Indian film director

S. P. Rajkumar is an Indian film director, who directs Tamil films.

==Career==
He started his film career as a dialogue writer for the 1997 film Once More. In 1998, he directed his first feature film Ponmanam, which was a hit. His subsequent ventures En Purushan Kuzhandhai Maadhiri (2001) and Karmegham (2002) were both unsuccessful. A proposed film in 2003 titled Thoodhu with Bhavana was shelved.
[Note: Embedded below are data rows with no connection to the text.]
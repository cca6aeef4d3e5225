use evictkit::builder::{CacheBuilder, CachePolicy, PolicyCache};
use evictkit::sink::NoopSink;
use criterion::{BatchSize, BenchmarkId, Criterion, Throughput, criterion_group, criterion_main};

const CAPACITY: usize = 1024;

/// Deterministic key stream; 80% of reads land on the first tenth of the universe.
struct HotsetKeys {
    state: u64,
    universe: u64,
}

impl HotsetKeys {
    fn new(seed: u64, universe: u64) -> Self {
        Self {
            state: seed.max(1),
            universe,
        }
    }

    fn next_key(&mut self) -> u64 {
        let mut x = self.state;
        x ^= x << 13;
        x ^= x >> 7;
        x ^= x << 17;
        self.state = x;
        let hot = self.universe / 10;
        if x % 10 < 8 {
            x % hot.max(1)
        } else {
            x % self.universe
        }
    }
}

fn warm(policy: CachePolicy) -> PolicyCache<u64, u64, NoopSink> {
    let mut cache = CacheBuilder::new(CAPACITY).with_sink(NoopSink).build(policy);
    for i in 0..CAPACITY as u64 {
        cache.insert(i, i);
        // give LFU a read history so it evicts instead of growing
        let _ = cache.get(&i);
    }
    cache
}

fn bench_insert_evict(c: &mut Criterion) {
    let mut group = c.benchmark_group("insert_evict");
    group.throughput(Throughput::Elements(CAPACITY as u64));
    for policy in CachePolicy::ALL {
        group.bench_function(BenchmarkId::from_parameter(policy), |b| {
            b.iter_batched(
                || warm(policy),
                |mut cache| {
                    for i in 0..CAPACITY as u64 {
                        cache.insert(std::hint::black_box(i + 10_000), i);
                    }
                },
                BatchSize::SmallInput,
            )
        });
    }
    group.finish();
}

fn bench_get_hit(c: &mut Criterion) {
    let mut group = c.benchmark_group("get_hit");
    group.throughput(Throughput::Elements(CAPACITY as u64));
    for policy in CachePolicy::ALL {
        group.bench_function(BenchmarkId::from_parameter(policy), |b| {
            b.iter_batched(
                || warm(policy),
                |mut cache| {
                    for i in 0..CAPACITY as u64 {
                        let _ = std::hint::black_box(cache.get(&std::hint::black_box(i)));
                    }
                },
                BatchSize::SmallInput,
            )
        });
    }
    group.finish();
}

fn bench_hotset_mixed(c: &mut Criterion) {
    let mut group = c.benchmark_group("hotset_mixed");
    let ops = 4096u64;
    group.throughput(Throughput::Elements(ops));
    for policy in CachePolicy::ALL {
        group.bench_function(BenchmarkId::from_parameter(policy), |b| {
            b.iter_batched(
                || (warm(policy), HotsetKeys::new(0x9E37_79B9, (CAPACITY * 4) as u64)),
                |(mut cache, mut keys)| {
                    for _ in 0..ops {
                        let key = keys.next_key();
                        if cache.get(&key).is_none() {
                            cache.insert(key, key);
                        }
                    }
                },
                BatchSize::SmallInput,
            )
        });
    }
    group.finish();
}

criterion_group!(benches, bench_insert_evict, bench_get_hit, bench_hotset_mixed);
criterion_main!(benches);
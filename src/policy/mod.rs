//! Eviction policies.
//!
//! A policy owns the trackers it needs and answers one question: which
//! resident key should leave when the store is over budget. It never touches
//! values; [`Cache`](crate::cache::Cache) drives it through the hooks below
//! and performs the removal.
//!
//! | Policy | Trackers                        | Checked        | Victim                          |
//! |--------|---------------------------------|----------------|---------------------------------|
//! | FIFO   | insertion order                 | before insert  | oldest inserted                 |
//! | MRU    | insertion order                 | before insert  | newest inserted                 |
//! | LFU    | frequency, access, insertion    | after insert   | lowest frequency, LRU tie-break |

pub mod fifo;
pub mod lfu;
pub mod mru;

use std::hash::Hash;

use crate::error::InvariantError;
use crate::store::bounded::BoundedCache;

pub use fifo::FifoPolicy;
pub use lfu::LfuPolicy;
pub use mru::MruPolicy;

/// When the capacity check runs relative to storing a new key.
#[derive(Debug, Clone, Copy, PartialEq, Eq)]
pub enum EvictionTiming {
    /// Evict while `len >= capacity`, then store the new key.
    BeforeInsert,
    /// Store the new key, then evict while `len > capacity`.
    AfterInsert,
}

/// Victim selection plus the bookkeeping that feeds it.
///
/// Hooks are only called for keys that are (or just became) resident, so a
/// policy's tracked keys are always a subset of the store's keys.
pub trait EvictionPolicy<K>
where
    K: Clone + Eq + Hash,
{
    /// Short policy name used in logs and snapshots.
    fn name(&self) -> &'static str;

    fn timing(&self) -> EvictionTiming;

    /// A key that was not resident has been stored.
    fn record_insert(&mut self, key: &K);

    /// A resident key had its value replaced.
    fn record_update(&mut self, _key: &K) {}

    /// A resident key was read through `get`.
    fn record_access(&mut self, key: &K);

    /// A key left the store.
    fn record_removal(&mut self, key: &K);

    /// Picks the key to evict. `incoming` is the key whose insertion caused
    /// the check; it is never returned.
    ///
    /// `None` means the policy has nothing to offer and the cache stays as is.
    fn select_victim(&self, incoming: &K) -> Option<K>;

    /// Drops all tracked state.
    fn clear(&mut self);

    /// Verifies that every tracked key is resident in `store` and that the
    /// trackers are internally consistent.
    fn check_invariants<V>(&self, store: &BoundedCache<K, V>) -> Result<(), InvariantError>;
}

/// Shared subset check for tracker contents.
pub(crate) fn ensure_resident<'a, K, V, I>(
    tracker: &str,
    keys: I,
    store: &BoundedCache<K, V>,
) -> Result<(), InvariantError>
where
    K: Eq + Hash + 'a,
    I: IntoIterator<Item = &'a K>,
{
    let stale = keys.into_iter().filter(|key| !store.contains(key)).count();
    if stale > 0 {
        return Err(InvariantError::new(format!(
            "{} tracks {} key(s) missing from the store",
            tracker, stale
        )));
    }
    Ok(())
}
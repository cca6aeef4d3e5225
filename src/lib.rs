//! evictkit: fixed-capacity caches with FIFO, LFU, and MRU eviction.
//!
//! Every cache is a [`Cache`](cache::Cache) over a bounded store, one
//! [`EvictionPolicy`](policy::EvictionPolicy), and a
//! [`DiscardSink`](sink::DiscardSink) that hears about each eviction.
//!
//! ## Victim Selection
//!
//! Eviction only happens when a put stores a key that is not yet resident.
//! Replacing a resident value never evicts, and the incoming key is never a
//! victim.
//!
//! | Policy | Checked                         | Victim                                                        |
//! |--------|---------------------------------|---------------------------------------------------------------|
//! | FIFO   | before insert, `len >= cap`     | oldest first insertion                                        |
//! | MRU    | before insert, `len >= cap`     | newest first insertion; `get` never changes rank              |
//! | LFU    | after insert, while `len > cap` | lowest read count (never read = 0), least recently read first |
//!
//! LFU falls back in two steps:
//!
//! - if no minimum-count candidate has been read, the candidate inserted
//!   first is evicted;
//! - if no resident key has ever been read, nothing is evicted and the cache
//!   stays over capacity until an insert that follows a successful `get`.
//!
//! ```
//! use evictkit::policy::lfu::LfuCache;
//! use evictkit::sink::RecordingSink;
//!
//! let sink = RecordingSink::new();
//! let mut cache = LfuCache::with_sink(2, sink.clone());
//! cache.put(Some("a"), Some(1));
//! cache.put(Some("b"), Some(2));
//! cache.put(Some("c"), Some(3));
//! assert_eq!(cache.len(), 3);
//!
//! cache.get(&"a");
//! cache.put(Some("d"), Some(4));
//! assert_eq!(sink.keys(), vec!["b", "c"]);
//! assert_eq!(cache.len(), 2);
//! ```

pub mod builder;
pub mod cache;
pub mod ds;
pub mod error;
pub mod pagination;
pub mod policy;
pub mod sink;
pub mod store;

#[cfg(feature = "metrics")]
pub mod metrics;

#[cfg(feature = "concurrency")]
pub mod sync;

pub mod prelude;
pub mod traits;
pub use crate::ds::{
    FrequencyTracker, InsertionOrderTracker, IntrusiveList, KeyOrder, RecencyTracker, SlotArena,
    SlotId,
};

#[cfg(feature = "metrics")]
pub use crate::metrics::snapshot::CacheMetricsSnapshot;
pub use crate::policy::fifo::FifoCache;
pub use crate::policy::lfu::LfuCache;
pub use crate::policy::mru::MruCache;
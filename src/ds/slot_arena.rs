//! Slot arena with stable, reusable handles.
//!
//! Values live in a `Vec<Option<T>>`; removed slots go on a free list and are
//! handed out again by the next insert. [`SlotId`] stays valid until its slot
//! is removed.

#[derive(Debug, Clone, Copy, PartialEq, Eq, Hash)]
pub struct SlotId(pub(crate) usize);

impl SlotId {
    pub fn index(self) -> usize {
        self.0
    }
}

#[derive(Debug)]
pub struct SlotArena<T> {
    slots: Vec<Option<T>>,
    free_list: Vec<usize>,
    len: usize,
}

impl<T> SlotArena<T> {
    pub fn new() -> Self {
        Self {
            slots: Vec::new(),
            free_list: Vec::new(),
            len: 0,
        }
    }

    pub fn with_capacity(capacity: usize) -> Self {
        Self {
            slots: Vec::with_capacity(capacity),
            free_list: Vec::new(),
            len: 0,
        }
    }

    pub fn insert(&mut self, value: T) -> SlotId {
        let idx = if let Some(idx) = self.free_list.pop() {
            self.slots[idx] = Some(value);
            idx
        } else {
            self.slots.push(Some(value));
            self.slots.len() - 1
        };
        self.len += 1;
        SlotId(idx)
    }

    pub fn remove(&mut self, id: SlotId) -> Option<T> {
        let slot = self.slots.get_mut(id.0)?;
        let value = slot.take()?;
        self.free_list.push(id.0);
        self.len -= 1;
        Some(value)
    }

    pub fn get(&self, id: SlotId) -> Option<&T> {
        self.slots.get(id.0).and_then(|slot| slot.as_ref())
    }

    pub fn get_mut(&mut self, id: SlotId) -> Option<&mut T> {
        self.slots.get_mut(id.0).and_then(|slot| slot.as_mut())
    }

    pub fn contains(&self, id: SlotId) -> bool {
        self.slots
            .get(id.0)
            .map(|slot| slot.is_some())
            .unwrap_or(false)
    }

    pub fn len(&self) -> usize {
        self.len
    }

    pub fn is_empty(&self) -> bool {
        self.len == 0
    }

    pub fn clear(&mut self) {
        self.slots.clear();
        self.free_list.clear();
        self.len = 0;
    }
}

impl<T> Default for SlotArena<T> {
    fn default() -> Self {
        Self::new()
    }
}

#[cfg(test)]
mod tests {
    use super::*;

    #[test]
    fn slot_arena_insert_remove_reuse() {
        let mut arena = SlotArena::new();
        let id1 = arena.insert("a");
        let id2 = arena.insert("b");
        assert_eq!(arena.len(), 2);
        assert_eq!(arena.get(id1), Some(&"a"));
        assert_eq!(arena.get(id2), Some(&"b"));

        assert_eq!(arena.remove(id1), Some("a"));
        assert_eq!(arena.len(), 1);
        assert!(!arena.contains(id1));

        let id3 = arena.insert("c");
        assert_eq!(arena.len(), 2);
        assert_eq!(arena.get(id3), Some(&"c"));
        assert_eq!(id1.index(), id3.index());
    }

    #[test]
    fn double_remove_is_none() {
        let mut arena = SlotArena::with_capacity(4);
        let id = arena.insert(7);
        assert_eq!(arena.remove(id), Some(7));
        assert_eq!(arena.remove(id), None);
        assert!(arena.is_empty());
    }

    #[test]
    fn get_mut_and_clear() {
        let mut arena = SlotArena::new();
        let id = arena.insert(1);
        if let Some(v) = arena.get_mut(id) {
            *v = 2;
        }
        assert_eq!(arena.get(id), Some(&2));

        arena.clear();
        assert!(arena.is_empty());
        assert_eq!(arena.get(id), None);
    }
}
//! LFU (Least Frequently Used) eviction with an LRU tie-break.
//!
//! ## Architecture
//!
//! ```text
//!   ┌──────────────────────────────────────────────────────────────────────────┐
//!   │                          LfuPolicy<K>                                    │
//!   │                                                                          │
//!   │   frequency: FrequencyTracker<K>      key → get count (absent = 0)       │
//!   │   recency:   RecencyTracker<K>        keys in get order, oldest first    │
//!   │   insertion: InsertionOrderTracker<K> resident keys in first-put order   │
//!   └──────────────────────────────────────────────────────────────────────────┘
//! ```
//!
//! ## Eviction Flow
//!
//! The check runs **after** the new key is stored and repeats while
//! `len > capacity`, so one put may evict several entries. The incoming key
//! is never a candidate.
//!
//! ```text
//!   any key ever read (frequency tracker non-empty)?
//!     │
//!     ├─ yes ─► min = lowest frequency among resident keys (absent = 0)
//!     │         candidates = resident keys with frequency == min
//!     │           │
//!     │           ├─ first candidate in access order (least recently read)
//!     │           └─ none read → first candidate in insertion order
//!     │
//!     └─ no  ─► least recently read key, if any
//!               (nothing was ever read → no eviction; the store stays
//!                over capacity)
//! ```
//!
//! A cache whose entries are only ever written has no frequency or access
//! data to rank them by. It grows past its nominal capacity until the first
//! successful `get`; the next insert then drains it back to capacity, or
//! until every read key has itself been evicted.
//!
//! The frequency map and the access order always hold the same keys: a
//! `get` adds a key to both, and removal drops it from both. So the "no"
//! branch only runs with an empty access order, and there is no state with
//! frequency data but no access order. `check_invariants` reports a length
//! mismatch between the two.
//!
//! ## Example Usage
//!
//! ```
//! use evictkit::policy::lfu::LfuCache;
//! use evictkit::sink::RecordingSink;
//!
//! let sink = RecordingSink::new();
//! let mut cache = LfuCache::with_sink(4, sink.clone());
//! for key in ["a", "b", "c", "d"] {
//!     cache.put(Some(key), Some(0));
//! }
//! for _ in 0..3 {
//!     cache.get(&"a");
//! }
//! cache.get(&"b");
//!
//! cache.put(Some("e"), Some(0));
//! assert_eq!(sink.keys(), vec!["c"]);
//! ```
use std::hash::Hash;

use crate::cache::Cache;
use crate::ds::{FrequencyTracker, InsertionOrderTracker, RecencyTracker};
use crate::error::{ConfigError, InvariantError};
use crate::policy::{ensure_resident, EvictionPolicy, EvictionTiming};
use crate::sink::{DiscardSink, StdoutSink};
use crate::store::bounded::{prealloc_hint, BoundedCache};

/// LFU cache: a [`Cache`] driven by [`LfuPolicy`].
pub type LfuCache<K, V, S = StdoutSink> = Cache<K, V, LfuPolicy<K>, S>;

/// Victim = least frequently read key, ties broken by least recent read.
#[derive(Debug)]
pub struct LfuPolicy<K> {
    frequency: FrequencyTracker<K>,
    recency: RecencyTracker<K>,
    insertion: InsertionOrderTracker<K>,
}

impl<K> LfuPolicy<K>
where
    K: Clone + Eq + Hash,
{
    pub fn new() -> Self {
        Self {
            frequency: FrequencyTracker::new(),
            recency: RecencyTracker::new(),
            insertion: InsertionOrderTracker::new(),
        }
    }

    pub fn with_capacity(capacity: usize) -> Self {
        // the store briefly holds capacity + 1 keys
        let slots = prealloc_hint(capacity.saturating_add(1));
        Self {
            frequency: FrequencyTracker::with_capacity(slots),
            recency: RecencyTracker::with_capacity(slots),
            insertion: InsertionOrderTracker::with_capacity(slots),
        }
    }

    /// Number of successful reads of `key` since it was stored.
    pub fn frequency(&self, key: &K) -> u64 {
        self.frequency.frequency(key)
    }

    /// Read keys, least recently read first.
    pub fn access_order(&self) -> impl Iterator<Item = &K> {
        self.recency.iter()
    }
}

impl<K> Default for LfuPolicy<K>
where
    K: Clone + Eq + Hash,
{
    fn default() -> Self {
        Self::new()
    }
}

impl<K> EvictionPolicy<K> for LfuPolicy<K>
where
    K: Clone + Eq + Hash,
{
    fn name(&self) -> &'static str {
        "lfu"
    }

    fn timing(&self) -> EvictionTiming {
        EvictionTiming::AfterInsert
    }

    fn record_insert(&mut self, key: &K) {
        self.insertion.record_insert(key);
    }

    fn record_access(&mut self, key: &K) {
        self.frequency.increment(key);
        self.recency.touch(key);
    }

    fn record_removal(&mut self, key: &K) {
        self.frequency.remove(key);
        self.recency.remove(key);
        self.insertion.remove(key);
    }

    fn select_victim(&self, incoming: &K) -> Option<K> {
        if self.frequency.is_empty() {
            return self
                .recency
                .least_recent()
                .filter(|key| *key != incoming)
                .cloned();
        }

        let resident = self.insertion.iter().filter(|key| *key != incoming);
        let min = self.frequency.min_frequency_among(resident)?;
        let is_candidate = |key: &K| key != incoming && self.frequency.frequency(key) == min;

        if let Some(key) = self.recency.first_matching(|key| is_candidate(key)) {
            return Some(key.clone());
        }
        self.insertion.iter().find(|key| is_candidate(*key)).cloned()
    }

    fn clear(&mut self) {
        self.frequency.clear();
        self.recency.clear();
        self.insertion.clear();
    }

    fn check_invariants<V>(&self, store: &BoundedCache<K, V>) -> Result<(), InvariantError> {
        self.frequency.check_invariants()?;
        self.recency.check_invariants()?;
        self.insertion.check_invariants()?;

        if self.insertion.len() != store.len() {
            return Err(InvariantError::new(format!(
                "lfu tracks {} keys but the store holds {}",
                self.insertion.len(),
                store.len()
            )));
        }
        if self.frequency.len() != self.recency.len() {
            return Err(InvariantError::new(format!(
                "lfu has {} frequency counters but {} access-order entries",
                self.frequency.len(),
                self.recency.len()
            )));
        }
        ensure_resident("lfu frequency map", self.frequency.iter().map(|(k, _)| k), store)?;
        ensure_resident("lfu access order", self.recency.iter(), store)?;
        ensure_resident("lfu insertion order", self.insertion.iter(), store)
    }
}

impl<K, V> Cache<K, V, LfuPolicy<K>, StdoutSink>
where
    K: Clone + Eq + Hash + std::fmt::Display,
{
    /// Creates an LFU cache that reports evictions on stdout.
    ///
    /// # Panics
    ///
    /// Panics if `capacity` is zero.
    pub fn new(capacity: usize) -> Self {
        Self::from_parts(capacity, LfuPolicy::with_capacity(capacity), StdoutSink)
    }

    pub fn try_new(capacity: usize) -> Result<Self, ConfigError> {
        Self::try_from_parts(capacity, LfuPolicy::with_capacity(capacity), StdoutSink)
    }
}

impl<K, V, S> Cache<K, V, LfuPolicy<K>, S>
where
    K: Clone + Eq + Hash,
    S: DiscardSink<K>,
{
    pub fn with_sink(capacity: usize, sink: S) -> Self {
        Self::from_parts(capacity, LfuPolicy::with_capacity(capacity), sink)
    }

    pub fn try_with_sink(capacity: usize, sink: S) -> Result<Self, ConfigError> {
        Self::try_from_parts(capacity, LfuPolicy::with_capacity(capacity), sink)
    }
}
Only after six years, he started his next project Azhagar Malai (2009), which received highly negative reviews . He directed Vijay's 50th film, Sura (2010). The following films were comedies titled Pattaya Kelappanum Pandiya (2014), Paakanum Pola Irukku (2017) and Local Sarakku (2023).

==Filmography==
===As director===
====Films====

| Year | Film | Notes |
| 1998 | Ponmanam |  |
| En Uyir Nee Thaane |  |
| 2001 | En Purushan Kuzhandhai Maadhiri |  |
| 2002 | Karmegham |  |
| 2009 | Azhagar Malai |  |
| 2010 | Sura |  |
| 2014 | Pattaya Kelappanum Pandiya |  |
| 2017 | Paakanum Pola Irukku |  |
| 2023 | Local Sarakku |  |

====Serials====

| Year | Serial |
|---|---|
| 2019–2020 | Magarasi |
| 2023–present | Poova Thalaya |
| 2026–present | Ennavale |

===As actor===

| Year | Title | Role | Notes |
| 1994 | Nattamai | Deaf man |  |
| Rasigan | A person who mistakes Ekamabaram as a beggar |  |
| 1995 | Periya Kudumbam | A person who waits at the bus stop |  |
| 2001 | En Purushan Kuzhandhai Maadhiri | Angusaamy's friend |  |
| 2005 | 6'2 | A person who warns Mr. White not to fight |  |

===As lyricist===
- "January Nilave" (En Uyir Neethane)
- All songs (Pattaya Kelappanum Pandya)
- "Vaazhavaikkum" (En Purushan Kuzhandhai Maadhiri)
- "Vetri Kodi Yethu" (Sura)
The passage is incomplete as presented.